# Your task
Look through the material below and copy every line containing the word "driven".

Records for processing START

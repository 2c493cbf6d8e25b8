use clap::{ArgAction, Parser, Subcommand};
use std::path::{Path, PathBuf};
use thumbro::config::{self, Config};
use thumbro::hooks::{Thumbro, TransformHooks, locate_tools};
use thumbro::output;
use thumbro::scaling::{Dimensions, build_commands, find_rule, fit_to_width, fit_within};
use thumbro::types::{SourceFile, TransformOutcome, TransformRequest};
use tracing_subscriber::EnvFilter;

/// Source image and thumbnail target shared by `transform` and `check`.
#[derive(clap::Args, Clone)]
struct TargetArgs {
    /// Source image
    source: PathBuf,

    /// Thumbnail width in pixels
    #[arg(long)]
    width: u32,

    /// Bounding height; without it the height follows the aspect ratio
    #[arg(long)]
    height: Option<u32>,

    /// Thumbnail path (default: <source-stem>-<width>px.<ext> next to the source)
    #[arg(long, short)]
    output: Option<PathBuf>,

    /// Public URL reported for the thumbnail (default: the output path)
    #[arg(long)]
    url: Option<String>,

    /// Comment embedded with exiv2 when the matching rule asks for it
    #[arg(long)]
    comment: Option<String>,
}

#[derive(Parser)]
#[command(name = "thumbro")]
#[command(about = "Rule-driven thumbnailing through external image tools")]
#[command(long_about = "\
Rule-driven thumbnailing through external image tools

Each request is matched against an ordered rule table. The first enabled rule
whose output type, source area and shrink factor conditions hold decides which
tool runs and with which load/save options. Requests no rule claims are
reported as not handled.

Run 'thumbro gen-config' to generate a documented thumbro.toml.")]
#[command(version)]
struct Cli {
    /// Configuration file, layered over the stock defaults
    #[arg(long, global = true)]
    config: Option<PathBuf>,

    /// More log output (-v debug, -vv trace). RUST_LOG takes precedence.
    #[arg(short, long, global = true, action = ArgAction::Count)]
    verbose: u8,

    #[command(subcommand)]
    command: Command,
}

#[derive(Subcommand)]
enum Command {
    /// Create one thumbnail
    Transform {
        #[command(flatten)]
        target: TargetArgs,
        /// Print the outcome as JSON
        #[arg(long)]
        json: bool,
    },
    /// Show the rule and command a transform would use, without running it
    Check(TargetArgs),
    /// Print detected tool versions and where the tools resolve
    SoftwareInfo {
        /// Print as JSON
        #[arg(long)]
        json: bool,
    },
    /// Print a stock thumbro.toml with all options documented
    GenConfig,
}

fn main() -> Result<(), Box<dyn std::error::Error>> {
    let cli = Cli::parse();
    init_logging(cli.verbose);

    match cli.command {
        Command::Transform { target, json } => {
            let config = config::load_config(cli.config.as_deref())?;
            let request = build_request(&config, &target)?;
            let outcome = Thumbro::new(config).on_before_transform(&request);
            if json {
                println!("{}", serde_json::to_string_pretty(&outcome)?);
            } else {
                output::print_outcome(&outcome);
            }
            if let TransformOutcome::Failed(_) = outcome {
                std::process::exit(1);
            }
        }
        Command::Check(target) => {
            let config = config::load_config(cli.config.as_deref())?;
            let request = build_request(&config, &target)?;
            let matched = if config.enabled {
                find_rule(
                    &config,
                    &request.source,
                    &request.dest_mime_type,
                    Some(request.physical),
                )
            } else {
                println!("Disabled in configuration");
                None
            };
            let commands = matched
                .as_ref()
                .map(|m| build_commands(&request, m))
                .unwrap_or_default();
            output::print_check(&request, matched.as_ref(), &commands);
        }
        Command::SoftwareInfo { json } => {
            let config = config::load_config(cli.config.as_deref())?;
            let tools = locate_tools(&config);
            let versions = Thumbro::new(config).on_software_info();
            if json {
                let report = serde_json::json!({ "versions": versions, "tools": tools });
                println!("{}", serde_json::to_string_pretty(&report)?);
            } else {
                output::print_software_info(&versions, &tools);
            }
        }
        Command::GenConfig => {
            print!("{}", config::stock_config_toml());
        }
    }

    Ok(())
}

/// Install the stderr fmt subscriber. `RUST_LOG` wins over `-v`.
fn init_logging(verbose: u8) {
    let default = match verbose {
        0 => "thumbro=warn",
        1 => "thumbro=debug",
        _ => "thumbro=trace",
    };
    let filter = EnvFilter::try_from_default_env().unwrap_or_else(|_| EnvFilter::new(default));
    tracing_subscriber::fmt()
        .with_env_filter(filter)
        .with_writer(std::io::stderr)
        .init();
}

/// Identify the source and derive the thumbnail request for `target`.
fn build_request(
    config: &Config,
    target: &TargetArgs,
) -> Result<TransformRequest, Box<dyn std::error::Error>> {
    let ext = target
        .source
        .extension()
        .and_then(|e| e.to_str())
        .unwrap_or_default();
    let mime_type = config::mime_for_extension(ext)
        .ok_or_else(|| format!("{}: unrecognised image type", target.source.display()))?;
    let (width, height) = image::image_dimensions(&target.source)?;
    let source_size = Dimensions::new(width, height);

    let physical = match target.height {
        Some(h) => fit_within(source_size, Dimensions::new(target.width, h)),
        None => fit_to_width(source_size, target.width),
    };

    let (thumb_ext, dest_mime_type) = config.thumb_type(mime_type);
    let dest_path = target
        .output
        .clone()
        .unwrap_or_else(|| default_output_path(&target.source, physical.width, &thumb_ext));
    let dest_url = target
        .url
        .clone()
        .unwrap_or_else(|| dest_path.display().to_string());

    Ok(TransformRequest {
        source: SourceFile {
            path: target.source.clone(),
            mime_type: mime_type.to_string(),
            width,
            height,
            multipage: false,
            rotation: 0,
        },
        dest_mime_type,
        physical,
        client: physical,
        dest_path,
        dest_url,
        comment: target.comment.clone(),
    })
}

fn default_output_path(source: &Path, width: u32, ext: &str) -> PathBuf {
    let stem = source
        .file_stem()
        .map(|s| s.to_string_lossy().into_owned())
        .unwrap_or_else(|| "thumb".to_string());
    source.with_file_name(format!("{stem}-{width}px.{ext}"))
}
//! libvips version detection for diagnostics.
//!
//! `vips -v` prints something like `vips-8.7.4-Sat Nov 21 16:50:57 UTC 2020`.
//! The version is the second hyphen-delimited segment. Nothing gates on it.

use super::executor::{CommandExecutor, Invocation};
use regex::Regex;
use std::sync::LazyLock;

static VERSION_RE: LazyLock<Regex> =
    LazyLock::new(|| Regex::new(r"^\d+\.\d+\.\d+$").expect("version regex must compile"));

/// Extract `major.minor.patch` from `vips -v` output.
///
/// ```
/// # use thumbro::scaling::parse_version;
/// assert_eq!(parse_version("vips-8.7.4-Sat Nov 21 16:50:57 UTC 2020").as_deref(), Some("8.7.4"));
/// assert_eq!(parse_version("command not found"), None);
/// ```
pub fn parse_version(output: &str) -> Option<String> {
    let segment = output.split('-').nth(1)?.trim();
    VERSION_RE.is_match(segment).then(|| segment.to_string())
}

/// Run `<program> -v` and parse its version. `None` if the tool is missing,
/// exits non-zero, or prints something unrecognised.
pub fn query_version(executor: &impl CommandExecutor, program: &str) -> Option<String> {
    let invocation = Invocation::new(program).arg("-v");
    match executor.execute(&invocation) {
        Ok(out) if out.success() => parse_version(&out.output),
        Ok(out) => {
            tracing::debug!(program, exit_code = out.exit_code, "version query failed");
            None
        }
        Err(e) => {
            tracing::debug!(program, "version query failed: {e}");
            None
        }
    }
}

Records for processing END

# Task solution
#[command(about = "Rule-driven thumbnailing through external image tools")]
Rule-driven thumbnailing through external image tools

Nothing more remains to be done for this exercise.